39 Moreouer, your children, which ye sayd should be a praye, and your sonnes, which in that day had no knowledge betweene good and euill, they shall go in thither, and vnto them wil I giue it, and they shall possesse it.
Ook uw kleine kinderen, van wie ge gezegd hebt, dat zij een buit zouden worden en uw zonen, die thans nog geen goed van kwaad kunnen onderscheiden, zij zullen daar binnengaan; hun zal Ik het geven, en zij zullen het bezitten.
40 But as for you, turne backe, and take your iourney into the wildernesse by the way of the red Sea.
Trekt zelf weer de woestijn in, in de richting van de Rode Zee!
41 Then ye answered and sayd vnto me, We haue sinned against the Lord, we wil go vp, and fight, according to all that the Lord our God hath commanded vs: and ye armed you euery man to the warre, and were ready to goe vp into the mountaine.
Toen hebt gij mij geantwoord: Wij hebben tegen Jahweh gezondigd, maar wij trekken nu op ten strijde, juist zoals Jahweh, onze God, het ons heeft bevolen.
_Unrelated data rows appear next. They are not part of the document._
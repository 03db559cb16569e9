/// Texture Resolution System
///
/// Turns a replacement source username into a cached, renderable texture set
/// without ever blocking the caller. Fetches run on a single background
/// worker with retry, backoff, stale-while-revalidate and rate-limit aware
/// cooldowns.

pub mod cache;
pub mod clock;
pub mod service;
pub mod state;
pub mod worker;

pub use cache::LookupCache;
pub use clock::{
    Clock, ImmediateSleeper, Jitter, ManualClock, NoJitter, RandomJitter, Sleeper, SystemClock,
    TokioSleeper,
};
pub use service::{ResolutionService, ResolutionServiceBuilder, SourceSnapshot};
pub use worker::{FetchExecutor, FetchJob, FetchWorker, ManualExecutor};

use crate::{error::FetchError, identity::ProfileIdentity};
use async_trait::async_trait;
use serde::{Deserialize, Serialize};
use std::fmt;
use uuid::Uuid;

/// Opaque handle to a texture registered with the host renderer
#[derive(Debug, Clone, PartialEq, Eq, Hash, Serialize, Deserialize)]
pub struct TextureHandle(String);

impl TextureHandle {
    pub fn new(location: impl Into<String>) -> Self {
        Self(location.into())
    }

    pub fn as_str(&self) -> &str {
        &self.0
    }
}

impl fmt::Display for TextureHandle {
    fn fmt(&self, f: &mut fmt::Formatter<'_>) -> fmt::Result {
        f.write_str(&self.0)
    }
}

/// Player model variant a skin is drawn on
#[derive(Debug, Clone, Copy, Default, PartialEq, Eq, Hash, Serialize, Deserialize)]
#[serde(rename_all = "lowercase")]
pub enum ModelVariant {
    #[default]
    Default,
    Slim,
}

impl ModelVariant {
    /// Parse a remote model name, anything unknown is the default model
    pub fn from_model_name(name: &str) -> Self {
        if name.eq_ignore_ascii_case("slim") {
            ModelVariant::Slim
        } else {
            ModelVariant::Default
        }
    }

    pub fn as_str(&self) -> &'static str {
        match self {
            ModelVariant::Default => "default",
            ModelVariant::Slim => "slim",
        }
    }
}

/// Renderable texture set for one identity
#[derive(Debug, Clone, PartialEq, Eq)]
pub struct ResolvedTexture {
    /// Primary (skin) texture
    pub texture: TextureHandle,
    pub model: ModelVariant,
    /// Secondary (cape) texture
    pub cape: Option<TextureHandle>,
    /// Tertiary (elytra) texture
    pub elytra: Option<TextureHandle>,
}

impl ResolvedTexture {
    pub fn new(texture: TextureHandle, model: ModelVariant) -> Self {
        Self {
            texture,
            model,
            cape: None,
            elytra: None,
        }
    }

    pub fn has_cape_textures(&self) -> bool {
        self.cape.is_some() || self.elytra.is_some()
    }
}

/// Coarse resolution status for observability
#[derive(Debug, Clone, Copy, PartialEq, Eq)]
pub enum ResolutionStatus {
    Fetching,
    RateLimited { eta_secs: u64 },
    UsingLastGood,
    Idle,
}

impl fmt::Display for ResolutionStatus {
    fn fmt(&self, f: &mut fmt::Formatter<'_>) -> fmt::Result {
        match self {
            ResolutionStatus::Fetching => write!(f, "Fetching"),
            ResolutionStatus::RateLimited { eta_secs } => write!(f, "Rate limited ({}s)", eta_secs),
            ResolutionStatus::UsingLastGood => write!(f, "Using last good"),
            ResolutionStatus::Idle => write!(f, "Idle"),
        }
    }
}

/// Resolves a normalized username to a stable identity
#[async_trait]
pub trait IdentityLookup: Send + Sync {
    async fn lookup(&self, normalized_username: &str) -> Result<ProfileIdentity, FetchError>;
}

/// Fetches and registers the texture set of an identity
#[async_trait]
pub trait TextureLoader: Send + Sync {
    async fn load(
        &self,
        profile: &ProfileIdentity,
        fallback_id: Uuid,
    ) -> Result<ResolvedTexture, FetchError>;

    /// Download `url` and register it under `key`
    async fn register_url(&self, key: &str, url: &str) -> Result<TextureHandle, FetchError>;

    /// Texture set a previous run left in local storage, if any
    async fn load_cached(
        &self,
        _normalized_username: &str,
    ) -> Result<Option<ResolvedTexture>, FetchError> {
        Ok(None)
    }
}

/// Deterministic texture used while nothing better is cached
pub trait DefaultTextureProvider: Send + Sync {
    fn default_texture(&self, fallback_id: Uuid) -> ResolvedTexture;
}

/// Secondary texture provider consulted after internal resolution gives up
#[async_trait]
pub trait ExternalFallback: Send + Sync {
    /// URL of a skin for the username, if the provider has one
    async fn probe_skin(&self, normalized_username: &str) -> Result<Option<String>, FetchError>;

    /// URL of a cape for the username, if the provider has one
    async fn lookup_cape(&self, normalized_username: &str) -> Result<Option<String>, FetchError>;
}

/// Lowercased, trimmed form used as the cache key
pub fn normalize_username(username: &str) -> String {
    username.trim().to_lowercase()
}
En gij hebt allen uw wapenen aangegord, om roekeloos het gebergte te beklimmen.
42 But the Lord said vnto me, Say vnto them, Goe not vp, neither fight, (for I am not among you) least ye fall before your enemies.
Maar Jahweh sprak tot mij: Zeg hun: Gij zult niet ten strijde trekken, want Ik ben niet in uw midden; anders zult ge door uw vijanden worden verslagen.
43 And when I told you, ye would not heare, but rebelled against the commandement of the Lord, and were presumptuous, and went vp into the mountaine.
Ik deelde het u mee, maar gij hebt niet geluisterd; ge hebt u tegen het bevel van Jahweh verzet, en het toch durven wagen, het gebergte te beklimmen.
44 Then the Amorites which dwelt in that mountaine came out against you, and chased you (as bees vse to doe) and destroied you in Seir, euen vnto Hormah.
Maar de Amorieten, die in het gebergte woonden, trokken tegen u op, achtervolgden u als een bijenzwerm, en joegen u in Seïr uiteen tot Chorma toe.
45 And when ye came againe, ye wept before the Lord, but the Lord would not heare your voyce, nor incline his eares vnto you.
En toen gij terugkwaamt, hebt ge wel voor het aanschijn van Jahweh geweend, maar Jahweh heeft naar uw kermen niet geluisterd, en u niet willen verhoren.
46 So ye abode in Kadesh a long time, according to the time that ye had remained before.
En ge moest in Kadesj blijven al de lange tijd, dat ge daar hebt gewoond.